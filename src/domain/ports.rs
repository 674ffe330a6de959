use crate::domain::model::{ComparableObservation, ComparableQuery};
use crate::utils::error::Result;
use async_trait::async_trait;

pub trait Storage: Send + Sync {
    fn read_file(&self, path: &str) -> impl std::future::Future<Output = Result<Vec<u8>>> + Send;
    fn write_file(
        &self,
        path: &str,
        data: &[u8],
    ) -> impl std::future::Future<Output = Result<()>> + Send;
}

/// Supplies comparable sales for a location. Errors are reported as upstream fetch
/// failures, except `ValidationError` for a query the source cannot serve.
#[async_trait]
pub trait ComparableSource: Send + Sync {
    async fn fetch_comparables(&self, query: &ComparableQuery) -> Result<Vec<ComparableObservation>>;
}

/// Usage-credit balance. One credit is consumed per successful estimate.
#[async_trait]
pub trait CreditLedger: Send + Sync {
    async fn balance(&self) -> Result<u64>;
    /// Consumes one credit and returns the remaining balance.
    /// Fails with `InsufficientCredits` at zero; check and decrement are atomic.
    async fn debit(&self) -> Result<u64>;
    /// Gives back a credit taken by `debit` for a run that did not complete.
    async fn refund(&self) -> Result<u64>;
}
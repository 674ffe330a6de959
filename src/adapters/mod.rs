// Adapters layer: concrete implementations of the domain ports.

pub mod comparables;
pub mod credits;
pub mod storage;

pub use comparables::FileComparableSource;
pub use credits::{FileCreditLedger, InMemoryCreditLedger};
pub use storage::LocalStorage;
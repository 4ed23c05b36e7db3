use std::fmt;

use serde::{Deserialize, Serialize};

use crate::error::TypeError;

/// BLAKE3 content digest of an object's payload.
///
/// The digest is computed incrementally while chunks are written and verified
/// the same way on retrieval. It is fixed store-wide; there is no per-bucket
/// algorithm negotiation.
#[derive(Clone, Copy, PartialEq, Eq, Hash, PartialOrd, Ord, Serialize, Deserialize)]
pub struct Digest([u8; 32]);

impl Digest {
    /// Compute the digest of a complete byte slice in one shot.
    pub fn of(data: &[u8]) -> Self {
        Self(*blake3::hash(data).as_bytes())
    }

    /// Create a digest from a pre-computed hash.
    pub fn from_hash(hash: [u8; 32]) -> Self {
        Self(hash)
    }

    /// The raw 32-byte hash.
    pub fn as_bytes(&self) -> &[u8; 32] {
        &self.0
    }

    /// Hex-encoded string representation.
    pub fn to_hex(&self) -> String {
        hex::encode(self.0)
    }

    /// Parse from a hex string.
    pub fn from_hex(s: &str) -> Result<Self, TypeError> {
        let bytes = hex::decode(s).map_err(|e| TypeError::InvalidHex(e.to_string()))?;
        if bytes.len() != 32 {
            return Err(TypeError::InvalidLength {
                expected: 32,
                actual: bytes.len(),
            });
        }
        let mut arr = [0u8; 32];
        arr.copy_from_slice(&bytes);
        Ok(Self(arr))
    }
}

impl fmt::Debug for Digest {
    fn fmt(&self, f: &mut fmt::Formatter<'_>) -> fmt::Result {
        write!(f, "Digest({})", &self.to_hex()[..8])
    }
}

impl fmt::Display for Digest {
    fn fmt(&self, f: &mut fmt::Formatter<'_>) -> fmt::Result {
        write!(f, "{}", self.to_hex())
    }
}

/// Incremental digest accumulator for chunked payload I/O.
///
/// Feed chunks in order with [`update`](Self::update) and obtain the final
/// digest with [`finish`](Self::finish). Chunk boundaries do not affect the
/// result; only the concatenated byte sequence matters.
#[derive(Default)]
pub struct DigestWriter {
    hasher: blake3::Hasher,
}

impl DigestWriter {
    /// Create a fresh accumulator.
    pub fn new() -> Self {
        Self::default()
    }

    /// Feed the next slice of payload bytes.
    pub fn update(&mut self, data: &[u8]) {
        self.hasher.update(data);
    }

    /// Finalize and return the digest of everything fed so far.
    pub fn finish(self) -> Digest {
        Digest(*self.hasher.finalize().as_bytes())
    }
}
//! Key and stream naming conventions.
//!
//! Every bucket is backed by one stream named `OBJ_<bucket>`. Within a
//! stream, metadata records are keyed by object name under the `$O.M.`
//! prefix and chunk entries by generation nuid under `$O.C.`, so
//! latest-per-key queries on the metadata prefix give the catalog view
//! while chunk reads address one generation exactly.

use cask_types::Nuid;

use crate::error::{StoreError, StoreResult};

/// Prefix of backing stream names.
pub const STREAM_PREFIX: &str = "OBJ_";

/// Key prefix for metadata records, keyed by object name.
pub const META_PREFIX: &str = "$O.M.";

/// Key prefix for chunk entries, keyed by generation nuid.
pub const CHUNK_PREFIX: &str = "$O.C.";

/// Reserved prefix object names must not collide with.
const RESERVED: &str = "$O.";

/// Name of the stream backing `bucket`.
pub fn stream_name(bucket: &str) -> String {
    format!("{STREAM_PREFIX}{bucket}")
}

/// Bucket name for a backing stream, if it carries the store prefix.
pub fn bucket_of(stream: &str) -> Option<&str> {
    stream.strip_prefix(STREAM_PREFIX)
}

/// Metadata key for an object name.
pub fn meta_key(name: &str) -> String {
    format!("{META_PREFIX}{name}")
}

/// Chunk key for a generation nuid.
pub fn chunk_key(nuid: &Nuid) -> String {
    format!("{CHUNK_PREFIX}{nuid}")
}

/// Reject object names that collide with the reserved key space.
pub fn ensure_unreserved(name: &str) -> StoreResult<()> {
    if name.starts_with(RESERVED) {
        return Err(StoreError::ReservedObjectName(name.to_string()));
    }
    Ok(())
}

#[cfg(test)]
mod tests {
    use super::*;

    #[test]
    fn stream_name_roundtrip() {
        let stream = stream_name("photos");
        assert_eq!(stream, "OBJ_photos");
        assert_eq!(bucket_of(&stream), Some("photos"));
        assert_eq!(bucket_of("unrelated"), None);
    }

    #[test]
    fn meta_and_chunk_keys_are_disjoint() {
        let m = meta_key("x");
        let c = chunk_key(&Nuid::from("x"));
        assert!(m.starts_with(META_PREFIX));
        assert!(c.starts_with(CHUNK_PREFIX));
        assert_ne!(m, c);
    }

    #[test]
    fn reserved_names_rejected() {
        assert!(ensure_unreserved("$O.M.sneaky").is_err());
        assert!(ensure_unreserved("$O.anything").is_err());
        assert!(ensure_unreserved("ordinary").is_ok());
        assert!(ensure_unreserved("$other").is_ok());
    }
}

**Problem:** Everything in the listing should be set down again exactly.

**Exercise response:**
filename src/domain/ports.rs
repository 674ffe330a6de959
use crate::domain::model::{ComparableObservation, ComparableQuery};
use crate::utils::error::Result;
use async_trait::async_trait;

pub trait Storage: Send + Sync {
    fn read_file(&self, path: &str) -> impl std::future::Future<Output = Result<Vec<u8>>> + Send;
    fn write_file(
        &self,
        path: &str,
        data: &[u8],
    ) -> impl std::future::Future<Output = Result<()>> + Send;
}

/// Supplies comparable sales for a location. Errors are reported as upstream fetch
/// failures, except `ValidationError` for a query the source cannot serve.
#[async_trait]
pub trait ComparableSource: Send + Sync {
    async fn fetch_comparables(&self, query: &ComparableQuery) -> Result<Vec<ComparableObservation>>;
}

/// Usage-credit balance. One credit is consumed per successful estimate.
#[async_trait]
pub trait CreditLedger: Send + Sync {
    async fn balance(&self) -> Result<u64>;
    /// Consumes one credit and returns the remaining balance.
    /// Fails with `InsufficientCredits` at zero; check and decrement are atomic.
    async fn debit(&self) -> Result<u64>;
    /// Gives back a credit taken by `debit` for a run that did not complete.
    async fn refund(&self) -> Result<u64>;
}
repository 674ffe330a6de959
filename src/adapters/mod.rs
// Adapters layer: concrete implementations of the domain ports.

pub mod comparables;
pub mod credits;
pub mod storage;

pub use comparables::FileComparableSource;
pub use credits::{FileCreditLedger, InMemoryCreditLedger};
pub use storage::LocalStorage;
repository 4ed23c05b36e7db3
use std::fmt;

use serde::{Deserialize, Serialize};

use crate::error::TypeError;

/// BLAKE3 content digest of an object's payload.
///
/// The digest is computed incrementally while chunks are written and verified
/// the same way on retrieval. It is fixed store-wide; there is no per-bucket
/// algorithm negotiation.
#[derive(Clone, Copy, PartialEq, Eq, Hash, PartialOrd, Ord, Serialize, Deserialize)]
pub struct Digest([u8; 32]);

impl Digest {
    /// Compute the digest of a complete byte slice in one shot.
    pub fn of(data: &[u8]) -> Self {
        Self(*blake3::hash(data).as_bytes())
    }

    /// Create a digest from a pre-computed hash.
    pub fn from_hash(hash: [u8; 32]) -> Self {
        Self(hash)
    }

    /// The raw 32-byte hash.
    pub fn as_bytes(&self) -> &[u8; 32] {
        &self.0
    }

    /// Hex-encoded string representation.
    pub fn to_hex(&self) -> String {
        hex::encode(self.0)
    }

    /// Parse from a hex string.
    pub fn from_hex(s: &str) -> Result<Self, TypeError> {
        let bytes = hex::decode(s).map_err(|e| TypeError::InvalidHex(e.to_string()))?;
        if bytes.len() != 32 {
            return Err(TypeError::InvalidLength {
                expected: 32,
                actual: bytes.len(),
            });
        }
        let mut arr = [0u8; 32];
        arr.copy_from_slice(&bytes);
        Ok(Self(arr))
    }
}

impl fmt::Debug for Digest {
    fn fmt(&self, f: &mut fmt::Formatter<'_>) -> fmt::Result {
        write!(f, "Digest({})", &self.to_hex()[..8])
    }
}

impl fmt::Display for Digest {
    fn fmt(&self, f: &mut fmt::Formatter<'_>) -> fmt::Result {
        write!(f, "{}", self.to_hex())
    }
}

/// Incremental digest accumulator for chunked payload I/O.
///
/// Feed chunks in order with [`update`](Self::update) and obtain the final
/// digest with [`finish`](Self::finish). Chunk boundaries do not affect the
/// result; only the concatenated byte sequence matters.
#[derive(Default)]
pub struct DigestWriter {
    hasher: blake3::Hasher,
}

impl DigestWriter {
    /// Create a fresh accumulator.
    pub fn new() -> Self {
        Self::default()
    }

    /// Feed the next slice of payload bytes.
    pub fn update(&mut self, data: &[u8]) {
        self.hasher.update(data);
    }

    /// Finalize and return the digest of everything fed so far.
    pub fn finish(self) -> Digest {
        Digest(*self.hasher.finalize().as_bytes())
    }
}
//! Key and stream naming conventions.
//!
//! Every bucket is backed by one stream named `OBJ_<bucket>`. Within a
//! stream, metadata records are keyed by object name under the `$O.M.`
//! prefix and chunk entries by generation nuid under `$O.C.`, so
//! latest-per-key queries on the metadata prefix give the catalog view
//! while chunk reads address one generation exactly.

use cask_types::Nuid;

use crate::error::{StoreError, StoreResult};

/// Prefix of backing stream names.
pub const STREAM_PREFIX: &str = "OBJ_";

/// Key prefix for metadata records, keyed by object name.
pub const META_PREFIX: &str = "$O.M.";

/// Key prefix for chunk entries, keyed by generation nuid.
pub const CHUNK_PREFIX: &str = "$O.C.";

/// Reserved prefix object names must not collide with.
const RESERVED: &str = "$O.";

/// Name of the stream backing `bucket`.
pub fn stream_name(bucket: &str) -> String {
    format!("{STREAM_PREFIX}{bucket}")
}

/// Bucket name for a backing stream, if it carries the store prefix.
pub fn bucket_of(stream: &str) -> Option<&str> {
    stream.strip_prefix(STREAM_PREFIX)
}

/// Metadata key for an object name.
pub fn meta_key(name: &str) -> String {
    format!("{META_PREFIX}{name}")
}

/// Chunk key for a generation nuid.
pub fn chunk_key(nuid: &Nuid) -> String {
    format!("{CHUNK_PREFIX}{nuid}")
}

/// Reject object names that collide with the reserved key space.
pub fn ensure_unreserved(name: &str) -> StoreResult<()> {
    if name.starts_with(RESERVED) {
        return Err(StoreError::ReservedObjectName(name.to_string()));
    }
    Ok(())
}

#[cfg(test)]
mod tests {
    use super::*;

    #[test]
    fn stream_name_roundtrip() {
        let stream = stream_name("photos");
        assert_eq!(stream, "OBJ_photos");
        assert_eq!(bucket_of(&stream), Some("photos"));
        assert_eq!(bucket_of("unrelated"), None);
    }

    #[test]
    fn meta_and_chunk_keys_are_disjoint() {
        let m = meta_key("x");
        let c = chunk_key(&Nuid::from("x"));
        assert!(m.starts_with(META_PREFIX));
        assert!(c.starts_with(CHUNK_PREFIX));
        assert_ne!(m, c);
    }

    #[test]
    fn reserved_names_rejected() {
        assert!(ensure_unreserved("$O.M.sneaky").is_err());
        assert!(ensure_unreserved("$O.anything").is_err());
        assert!(ensure_unreserved("ordinary").is_ok());
        assert!(ensure_unreserved("$other").is_ok());
    }
}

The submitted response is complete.